:: WORK INSTRUCTION ::
All lines in the records below with the word "truncated" must be returned.

BEGIN

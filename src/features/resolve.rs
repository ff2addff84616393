//! Summary resolution for a single feed entry.
//!
//! Steps run in order and the first accepted summary wins:
//! embedded content, description, live fetch of the linked page. When every
//! step is skipped the placeholder is returned.

use std::sync::Arc;
use tracing::debug;

use crate::clients::PageFetcher;
use crate::core::models::{FeedEntry, PLACEHOLDER_SUMMARY, SummarySource};
use crate::summarizer::{Summarizer, word_count};
use crate::utils::html::{extract_article_text, strip_tags};
use crate::utils::links::is_fetchable;

/// Acceptance rules for one step of the chain.
#[derive(Debug, Clone, Copy, PartialEq, Eq)]
pub struct StepPolicy {
    /// The step's input text must have at least this many words.
    pub min_words: usize,
    /// Reject a summary equal (ignoring case) to the entry title.
    pub reject_title_match: bool,
}

impl StepPolicy {
    pub const fn new(min_words: usize, reject_title_match: bool) -> Self {
        Self {
            min_words,
            reject_title_match,
        }
    }
}

#[derive(Debug, Clone, Copy, PartialEq, Eq)]
pub struct ResolverPolicies {
    pub embedded: StepPolicy,
    pub description: StepPolicy,
    pub live_fetch: StepPolicy,
}

impl Default for ResolverPolicies {
    fn default() -> Self {
        Self {
            // Embedded content is trusted as-is; only the summarizer's own minimum applies.
            embedded: StepPolicy::new(0, false),
            description: StepPolicy::new(21, true),
            live_fetch: StepPolicy::new(0, true),
        }
    }
}

#[derive(Debug, Clone, PartialEq, Eq)]
pub enum StepOutcome {
    Accepted(String),
    Skipped(String),
}

/// A resolved summary and the step that produced it.
#[derive(Debug, Clone, PartialEq, Eq)]
pub struct Resolution {
    pub summary: String,
    pub source: SummarySource,
}

impl Resolution {
    pub fn placeholder() -> Self {
        Self {
            summary: PLACEHOLDER_SUMMARY.to_string(),
            source: SummarySource::Placeholder,
        }
    }
}

pub struct SummaryResolver {
    summarizer: Arc<Summarizer>,
    fetcher: Arc<dyn PageFetcher>,
    policies: ResolverPolicies,
}

impl SummaryResolver {
    pub fn new(summarizer: Arc<Summarizer>, fetcher: Arc<dyn PageFetcher>) -> Self {
        Self {
            summarizer,
            fetcher,
            policies: ResolverPolicies::default(),
        }
    }

    #[must_use]
    pub fn with_policies(mut self, policies: ResolverPolicies) -> Self {
        self.policies = policies;
        self
    }

    /// Resolve the summary for `entry`. Never fails and never returns an
    /// empty summary.
    pub async fn resolve(&self, entry: &FeedEntry) -> Resolution {
        let outcome = self.from_embedded_content(entry);
        if let Some(resolution) = settle(entry, SummarySource::EmbeddedContent, outcome) {
            return resolution;
        }

        let outcome = self.from_description(entry);
        if let Some(resolution) = settle(entry, SummarySource::Description, outcome) {
            return resolution;
        }

        let outcome = self.from_live_fetch(entry).await;
        if let Some(resolution) = settle(entry, SummarySource::LiveFetch, outcome) {
            return resolution;
        }

        Resolution::placeholder()
    }

    /// Step 1: the first embedded content block that summarizes.
    pub fn from_embedded_content(&self, entry: &FeedEntry) -> StepOutcome {
        if entry.embedded_content.is_empty() {
            return StepOutcome::Skipped("no embedded content".to_string());
        }

        let policy = self.policies.embedded;
        let mut last_reason = String::from("embedded content is empty");

        for block in &entry.embedded_content {
            let text = strip_tags(block);
            if text.trim().is_empty() {
                continue;
            }

            match self.summarize_under(policy, &text, &entry.title) {
                StepOutcome::Accepted(summary) => return StepOutcome::Accepted(summary),
                StepOutcome::Skipped(reason) => last_reason = reason,
            }
        }

        StepOutcome::Skipped(last_reason)
    }

    /// Step 2: the entry description with markup removed.
    pub fn from_description(&self, entry: &FeedEntry) -> StepOutcome {
        let Some(description) = entry.description.as_deref() else {
            return StepOutcome::Skipped("no description".to_string());
        };

        let text = strip_tags(description);
        self.summarize_under(self.policies.description, &text, &entry.title)
    }

    /// Step 3: fetch the linked page and summarize its article text.
    pub async fn from_live_fetch(&self, entry: &FeedEntry) -> StepOutcome {
        if !is_fetchable(&entry.link) {
            return StepOutcome::Skipped(format!("link '{}' is not fetchable", entry.link));
        }

        let page = match self.fetcher.get(&entry.link).await {
            Ok(page) => page,
            Err(e) => return StepOutcome::Skipped(e.to_string()),
        };

        if !page.is_ok() {
            return StepOutcome::Skipped(format!("HTTP status {}", page.status));
        }

        let text = match extract_article_text(&page.body) {
            Ok(text) => text,
            Err(e) => return StepOutcome::Skipped(e.to_string()),
        };

        #[cfg(feature = "debug-logs")]
        debug!(link = %entry.link, chars = text.chars().count(), "Extracted article text");

        self.summarize_under(self.policies.live_fetch, &text, &entry.title)
    }

    fn summarize_under(&self, policy: StepPolicy, text: &str, title: &str) -> StepOutcome {
        let words = word_count(text);
        if words < policy.min_words {
            return StepOutcome::Skipped(format!(
                "{} words, step needs at least {}",
                words, policy.min_words
            ));
        }

        let summary = match self.summarizer.summarize(text) {
            Ok(summary) => summary,
            Err(e) => return StepOutcome::Skipped(e.to_string()),
        };

        if policy.reject_title_match && summary.to_lowercase() == title.to_lowercase() {
            return StepOutcome::Skipped("summary only repeats the title".to_string());
        }

        StepOutcome::Accepted(summary)
    }
}

fn settle(entry: &FeedEntry, source: SummarySource, outcome: StepOutcome) -> Option<Resolution> {
    match outcome {
        StepOutcome::Accepted(summary) => {
            #[cfg(feature = "debug-logs")]
            debug!(link = %entry.link, step = ?source, summary = %summary, "Summary accepted");
            Some(Resolution { summary, source })
        }
        StepOutcome::Skipped(reason) => {
            debug!(link = %entry.link, step = ?source, reason = %reason, "Step skipped");
            None
        }
    }
}
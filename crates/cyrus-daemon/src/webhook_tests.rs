use super::*;
use crate::auth_config::WebhookAuthConfig;
use async_trait::async_trait;
use axum::routing::{get, post};
use axum::Router;
use cyrus_adapters::{FakeIssueTracker, Runner, RunnerError, RunnerHandle, RunnerInput};
use cyrus_core::{FakeClock, RunnerEvent, RunnerSelection};
use cyrus_engine::ConfigurationManager;
use cyrus_wire::WebhookAuth;
use parking_lot::Mutex as SyncMutex;
use std::collections::HashMap;
use tempfile::tempdir;
use tokio::sync::mpsc;

/// A `Runner` that never finishes, so a dispatched session stays
/// registered for the lifetime of the test regardless of how the
/// background finalizing task happens to get scheduled against the
/// real HTTP client/server round trip below.
struct HangingRunner {
    held: SyncMutex<Option<mpsc::Sender<RunnerEvent>>>,
}

#[async_trait]
impl Runner for HangingRunner {
    fn supports_streaming(&self) -> bool {
        true
    }

    async fn start(
        &self,
        _input: RunnerInput,
        _resume_session_id: Option<String>,
        on_event: mpsc::Sender<RunnerEvent>,
    ) -> Result<RunnerHandle, RunnerError> {
        *self.held.lock() = Some(on_event);
        Ok(RunnerHandle::default())
    }

    async fn push_message(&self, _text: &str) -> Result<(), RunnerError> {
        Ok(())
    }

    async fn stop(&self) -> Result<(), RunnerError> {
        self.held.lock().take();
        Ok(())
    }
}

fn minimal_repo_json(id: &str) -> String {
    format!(
        r#"{{
            "id": "{id}", "name": "{id}", "repositoryPath": "/tmp/{id}",
            "baseBranch": "main", "trackerToken": "tok", "trackerWorkspaceId": "ws-1",
            "teamKeys": ["ENG"], "isActive": true
        }}"#
    )
}

/// Builds a fully wired `AppState<FakeClock>` and boots it on an
/// ephemeral localhost port, returning the base URL. Exercising the
/// real axum router (rather than calling `handle`/`status` directly)
/// is what actually proves the routing, auth, and dispatch wiring in
/// `main.rs` holds together.
async fn spawn_daemon(dir: &tempfile::TempDir) -> String {
    let config_path = dir.path().join("config.json");
    std::fs::write(&config_path, format!(r#"{{"repositories": [{}]}}"#, minimal_repo_json("repo-1"))).unwrap();
    let config = Arc::new(ConfigurationManager::load(&config_path, dir.path().join("backups")).unwrap());

    let tracker = Arc::new(FakeIssueTracker::new());
    let mut trackers: HashMap<String, Arc<dyn cyrus_adapters::IssueTracker>> = HashMap::new();
    trackers.insert("repo-1".to_string(), tracker);
    let runner_factory: Arc<dyn Fn(&RunnerSelection) -> Arc<dyn Runner> + Send + Sync> =
        Arc::new(|_selection| Arc::new(HangingRunner { held: SyncMutex::new(None) }) as Arc<dyn Runner>);
    let orchestrator =
        Arc::new(cyrus_engine::Orchestrator::new(dir.path().to_path_buf(), trackers, runner_factory, FakeClock::new()));

    let state = AppState {
        orchestrator,
        config,
        auth: WebhookAuthConfig::for_test(WebhookAuth::Bearer { token: "tok123".to_string() }),
    };
    let router: Router = Router::new()
        .route("/webhook", post(handle::<FakeClock>))
        .route("/status", get(status::<FakeClock>))
        .with_state(state);

    let listener = tokio::net::TcpListener::bind("127.0.0.1:0").await.unwrap();
    let addr = listener.local_addr().unwrap();
    tokio::spawn(async move {
        axum::serve(listener, router).await.unwrap();
    });
    format!("http://{addr}")
}

fn issue_assigned_body() -> serde_json::Value {
    serde_json::json!({
        "type": "AgentSessionEvent",
        "action": "assigned",
        "organization_id": "ws-1",
        "issue": { "id": "issue-1", "identifier": "ENG-1", "title": "Fix the thing", "team": { "key": "ENG" }, "labels": [] }
    })
}

#[tokio::test]
async fn rejects_requests_with_no_bearer_token() {
    let dir = tempdir().unwrap();
    let base_url = spawn_daemon(&dir).await;
    let client = reqwest::Client::new();

    let response = client.post(format!("{base_url}/webhook")).json(&issue_assigned_body()).send().await.unwrap();
    assert_eq!(response.status(), reqwest::StatusCode::UNAUTHORIZED);
}

#[tokio::test]
async fn rejects_malformed_payload_with_bad_request() {
    let dir = tempdir().unwrap();
    let base_url = spawn_daemon(&dir).await;
    let client = reqwest::Client::new();

    let response = client
        .post(format!("{base_url}/webhook"))
        .bearer_auth("tok123")
        .header("content-type", "application/json")
        .body("not json")
        .send()
        .await
        .unwrap();
    assert_eq!(response.status(), reqwest::StatusCode::BAD_REQUEST);
}

#[tokio::test]
async fn dispatches_a_valid_webhook_and_reports_it_in_status() {
    let dir = tempdir().unwrap();
    let base_url = spawn_daemon(&dir).await;
    let client = reqwest::Client::new();

    let response =
        client.post(format!("{base_url}/webhook")).bearer_auth("tok123").json(&issue_assigned_body()).send().await.unwrap();
    assert_eq!(response.status(), reqwest::StatusCode::OK);

    let status: cyrus_core::ActiveWorkStatus = client.get(format!("{base_url}/status")).send().await.unwrap().json().await.unwrap();
    assert_eq!(status.active_sessions.len(), 1);
}
// SPDX-License-Identifier: BUSL-1.1
// Copyright (c) 2026 Alfred Jean LLC

//! In-process `IssueTracker` test double. Models the tracker's ephemeral-
//! activity replace semantics (spec §6) so tests can assert on the
//! *visible* timeline rather than the raw call sequence.

use crate::tracker::{
    ActivityPosted, CreatedAgentSession, IssueData, IssueStateType, IssueTracker, TrackerError,
    UploadedFile,
};
use async_trait::async_trait;
use cyrus_wire::ActivityContent;
use parking_lot::Mutex;
use std::collections::HashMap;
use std::path::Path;

/// One entry in a session's visible activity timeline, after ephemeral
/// replacement has been applied.
#[derive(Debug, Clone, PartialEq)]
pub struct TimelineEntry {
    pub id: String,
    pub content: ActivityContent,
    pub ephemeral: bool,
}

#[derive(Default)]
struct Inner {
    issues: HashMap<String, IssueData>,
    timelines: HashMap<String, Vec<TimelineEntry>>,
    /// Every accepted `post_agent_activity` call, in order, before
    /// ephemeral collapse — lets tests assert on raw call volume
    /// distinct from the collapsed timeline.
    raw_post_count: usize,
    get_issue_calls: usize,
    issue_states: HashMap<String, IssueStateType>,
    created_session_count: usize,
    next_id: u64,
    uploads: Vec<(String, bool)>,
}

/// In-memory `IssueTracker` recording every call for assertions.
#[derive(Default)]
pub struct FakeIssueTracker {
    inner: Mutex<Inner>,
}

impl FakeIssueTracker {
    pub fn new() -> Self {
        Self::default()
    }

    pub fn with_issue(self, issue: IssueData) -> Self {
        self.inner.lock().issues.insert(issue.id.clone(), issue);
        self
    }

    pub fn get_issue_call_count(&self) -> usize {
        self.inner.lock().get_issue_calls
    }

    pub fn raw_post_count(&self) -> usize {
        self.inner.lock().raw_post_count
    }

    pub fn created_session_count(&self) -> usize {
        self.inner.lock().created_session_count
    }

    /// The collapsed, tracker-visible timeline for one agent session:
    /// ephemeral entries are superseded by whatever posts after them,
    /// matching the real tracker's rendering contract.
    pub fn timeline(&self, agent_session_id: &str) -> Vec<TimelineEntry> {
        self.inner.lock().timelines.get(agent_session_id).cloned().unwrap_or_default()
    }

    pub fn issue_state(&self, issue_id: &str) -> Option<IssueStateType> {
        self.inner.lock().issue_states.get(issue_id).copied()
    }

    fn next_id(inner: &mut Inner, prefix: &str) -> String {
        inner.next_id += 1;
        format!("{prefix}{}", inner.next_id)
    }
}

#[async_trait]
impl IssueTracker for FakeIssueTracker {
    async fn get_issue(&self, issue_id: &str) -> Result<Option<IssueData>, TrackerError> {
        let mut inner = self.inner.lock();
        inner.get_issue_calls += 1;
        Ok(inner.issues.get(issue_id).cloned())
    }

    async fn create_agent_session_on_issue(
        &self,
        issue_id: &str,
        _external_link: Option<&str>,
    ) -> Result<CreatedAgentSession, TrackerError> {
        let _ = issue_id;
        let mut inner = self.inner.lock();
        inner.created_session_count += 1;
        let agent_session_id = Self::next_id(&mut inner, "tracker-session-");
        Ok(CreatedAgentSession {
            success: true,
            agent_session_id,
            last_sync_id: inner.created_session_count as u64,
        })
    }

    async fn create_agent_session_on_comment(
        &self,
        comment_id: &str,
        _external_link: Option<&str>,
    ) -> Result<CreatedAgentSession, TrackerError> {
        self.create_agent_session_on_issue(comment_id, None).await
    }

    async fn post_agent_activity(
        &self,
        agent_session_id: &str,
        content: ActivityContent,
        ephemeral: bool,
    ) -> Result<ActivityPosted, TrackerError> {
        let mut inner = self.inner.lock();
        inner.raw_post_count += 1;
        let id = Self::next_id(&mut inner, "activity-");
        let timeline = inner.timelines.entry(agent_session_id.to_string()).or_default();
        // Any newer post supersedes a prior ephemeral entry (spec §6:
        // "creating a new activity with ephemeral=true replaces any
        // previous ephemeral activity on the same session"; spec §4.3's
        // glossary broadens this to "a newer activity with the same
        // flag, or a non-ephemeral one").
        if matches!(timeline.last(), Some(e) if e.ephemeral) {
            timeline.pop();
        }
        timeline.push(TimelineEntry { id: id.clone(), content, ephemeral });
        Ok(ActivityPosted { activity_id: id })
    }

    async fn update_issue_state(
        &self,
        issue_id: &str,
        state: IssueStateType,
    ) -> Result<(), TrackerError> {
        self.inner.lock().issue_states.insert(issue_id.to_string(), state);
        Ok(())
    }

    async fn upload_file(
        &self,
        path: &Path,
        filename: Option<&str>,
        content_type: Option<&str>,
        make_public: bool,
    ) -> Result<UploadedFile, TrackerError> {
        let mut inner = self.inner.lock();
        inner.uploads.push((path.display().to_string(), make_public));
        let id = Self::next_id(&mut inner, "asset-");
        Ok(UploadedFile {
            asset_url: format!("https://uploads.test/{id}/{}", filename.unwrap_or("file")),
            size: 0,
            content_type: content_type.unwrap_or("application/octet-stream").to_string(),
        })
    }
}

#[cfg(test)]
#[path = "fake_tracker_tests.rs"]
mod tests;
// SPDX-License-Identifier: BUSL-1.1
// Copyright (c) 2026 Alfred Jean LLC

//! `RunnerEventNormalizer` (spec §4.6): the shared helpers every runner
//! adapter uses to turn a vendor-specific stream into the uniform
//! `RunnerEvent` shape — cumulative-text accumulation, per-tool
//! parameter/result formatting, and final-marker stripping.

use cyrus_core::RunnerEvent;

/// Sentinel prefix marking the canonical final response, stripped
/// before the text is posted (spec §4.6).
pub const LAST_MESSAGE_MARKER: &str = "___LAST_MESSAGE_MARKER___";

const RESULT_CHAR_CAP: usize = 10_000;

struct PendingText {
    part_id: String,
    text: String,
}

/// Accumulates cumulative text-delta snapshots under a single part id
/// so a runner that re-emits the whole running snapshot on every token
/// yields exactly one `Thought`/`Final` per part id, flushed when a
/// non-text event arrives, a different part id arrives, or the caller
/// signals session completion (spec §4.6).
#[derive(Default)]
pub struct RunnerEventNormalizer {
    pending: Option<PendingText>,
}

impl RunnerEventNormalizer {
    pub fn new() -> Self {
        Self { pending: None }
    }

    /// Feed one cumulative text snapshot for `part_id`. Returns the
    /// flushed event for any *previous* part id this snapshot displaced.
    pub fn feed_text_snapshot(&mut self, part_id: &str, cumulative_text: &str) -> Option<RunnerEvent> {
        match &mut self.pending {
            Some(pending) if pending.part_id == part_id => {
                pending.text = cumulative_text.to_string();
                None
            }
            Some(_) => {
                let flushed = self.flush();
                self.pending = Some(PendingText { part_id: part_id.to_string(), text: cumulative_text.to_string() });
                flushed
            }
            None => {
                self.pending = Some(PendingText { part_id: part_id.to_string(), text: cumulative_text.to_string() });
                None
            }
        }
    }

    /// Feed a non-text event, flushing any pending accumulated text
    /// first. Returns events in emission order.
    pub fn feed_non_text(&mut self, event: RunnerEvent) -> Vec<RunnerEvent> {
        let mut out = Vec::with_capacity(2);
        if let Some(flushed) = self.flush() {
            out.push(flushed);
        }
        out.push(event);
        out
    }

    /// Flush any pending accumulated text without feeding a new event —
    /// called when the session completes (spec §4.6 flush condition c).
    pub fn flush_on_completion(&mut self) -> Option<RunnerEvent> {
        self.flush()
    }

    fn flush(&mut self) -> Option<RunnerEvent> {
        self.pending.take().map(|pending| strip_final_marker(pending.text))
    }
}

/// Strip the `___LAST_MESSAGE_MARKER___` sentinel, if present, emitting
/// a `Final` rather than a `Thought` so callers can distinguish the
/// canonical final response from intermediate narration.
fn strip_final_marker(text: String) -> RunnerEvent {
    match text.strip_prefix(LAST_MESSAGE_MARKER) {
        Some(rest) => RunnerEvent::Final { text: rest.trim_start().to_string() },
        None => RunnerEvent::Thought { text },
    }
}

/// Render an MCP tool name (`mcp_{server}_{tool}`) as `Server: Tool
/// Words`, or `None` if `tool_name` isn't MCP-shaped.
pub fn format_mcp_tool_name(tool_name: &str) -> Option<String> {
    let rest = tool_name.strip_prefix("mcp_")?;
    let (server, tool) = rest.split_once('_')?;
    let title = |s: &str| {
        let mut c = s.chars();
        match c.next() {
            Some(first) => first.to_uppercase().collect::<String>() + c.as_str(),
            None => String::new(),
        }
    };
    let tool_words = tool.split('_').map(title).collect::<Vec<_>>().join(" ");
    Some(format!("{}: {}", title(server), tool_words))
}

/// Render a tool's input into the single-line parameter string shown
/// alongside an `Action` activity (spec §4.6). Unknown tools fall back
/// to compact JSON.
pub fn format_parameter(tool_name: &str, input: &serde_json::Value) -> Option<String> {
    match tool_name {
        "Read" => {
            let path = input.get("file_path")?.as_str()?;
            match (input.get("offset").and_then(|v| v.as_u64()), input.get("limit").and_then(|v| v.as_u64())) {
                (Some(offset), Some(limit)) => Some(format!("{path}:{}-{}", offset, offset + limit)),
                (Some(offset), None) => Some(format!("{path}:{offset}")),
                _ => Some(path.to_string()),
            }
        }
        "Bash" => {
            let command = input.get("command")?.as_str()?;
            match input.get("description").and_then(|v| v.as_str()) {
                Some(desc) if !desc.is_empty() => Some(format!("{command} ({desc})")),
                _ => Some(command.to_string()),
            }
        }
        "Grep" | "Glob" => {
            let pattern = input.get("pattern")?.as_str()?;
            match input.get("path").and_then(|v| v.as_str()) {
                Some(path) if !path.is_empty() => Some(format!("`{pattern}` in {path}")),
                _ => Some(format!("`{pattern}`")),
            }
        }
        "TodoWrite" => {
            let todos = input.get("todos")?.as_array()?;
            let lines: Vec<String> = todos
                .iter()
                .map(|t| {
                    let glyph = match t.get("status").and_then(|v| v.as_str()) {
                        Some("completed") => "✅",
                        Some("in_progress") => "🔄",
                        _ => "⏳",
                    };
                    let content = t.get("content").and_then(|v| v.as_str()).unwrap_or("");
                    format!("{glyph} {content}")
                })
                .collect();
            Some(lines.join("\n"))
        }
        _ => serde_json::to_string(input).ok().filter(|s| s != "{}" && s != "null"),
    }
}

/// Render a tool's raw output as the fenced-code-block `Result` body
/// (spec §4.6): language inferred from `file_ext` when known, truncated
/// at the last line break at or past 80% of the 10,000-character cap.
pub fn format_result(file_ext: Option<&str>, output: &str) -> String {
    let lang = file_ext.and_then(language_for_extension).unwrap_or("");
    let body = truncate_result(output);
    format!("```{lang}\n{body}\n```")
}

fn truncate_result(output: &str) -> String {
    let chars: Vec<char> = output.chars().collect();
    if chars.len() <= RESULT_CHAR_CAP {
        return output.to_string();
    }
    let truncated: String = chars[..RESULT_CHAR_CAP].iter().collect();
    let floor = (RESULT_CHAR_CAP as f64 * 0.8) as usize;
    let cut = truncated.rfind('\n').filter(|&idx| idx >= floor).unwrap_or(RESULT_CHAR_CAP);
    format!("{}\n… (truncated)", &truncated[..cut])
}

fn language_for_extension(ext: &str) -> Option<&'static str> {
    Some(match ext.trim_start_matches('.') {
        "rs" => "rust",
        "py" => "python",
        "js" | "mjs" | "cjs" => "javascript",
        "ts" | "tsx" => "typescript",
        "go" => "go",
        "rb" => "ruby",
        "java" => "java",
        "c" | "h" => "c",
        "cpp" | "cc" | "hpp" => "cpp",
        "json" => "json",
        "yaml" | "yml" => "yaml",
        "toml" => "toml",
        "md" => "markdown",
        "sh" | "bash" => "bash",
        "sql" => "sql",
        "html" => "html",
        "css" => "css",
        _ => return None,
    })
}

/// Reconstruct a unified diff from an `Edit` tool's `old_string`/
/// `new_string` (spec §4.6).
pub fn format_edit_diff(file_path: &str, old_string: &str, new_string: &str) -> String {
    let mut out = format!("--- {file_path}\n+++ {file_path}\n");
    for line in old_string.lines() {
        out.push('-');
        out.push_str(line);
        out.push('\n');
    }
    for line in new_string.lines() {
        out.push('+');
        out.push_str(line);
        out.push('\n');
    }
    out
}

#[cfg(test)]
#[path = "normalizer_tests.rs"]
mod tests;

END

:: EXERCISE OUTPUT ::
/// (spec §4.6): language inferred from `file_ext` when known, truncated
    let truncated: String = chars[..RESULT_CHAR_CAP].iter().collect();
    let cut = truncated.rfind('\n').filter(|&idx| idx >= floor).unwrap_or(RESULT_CHAR_CAP);
    format!("{}\n… (truncated)", &truncated[..cut])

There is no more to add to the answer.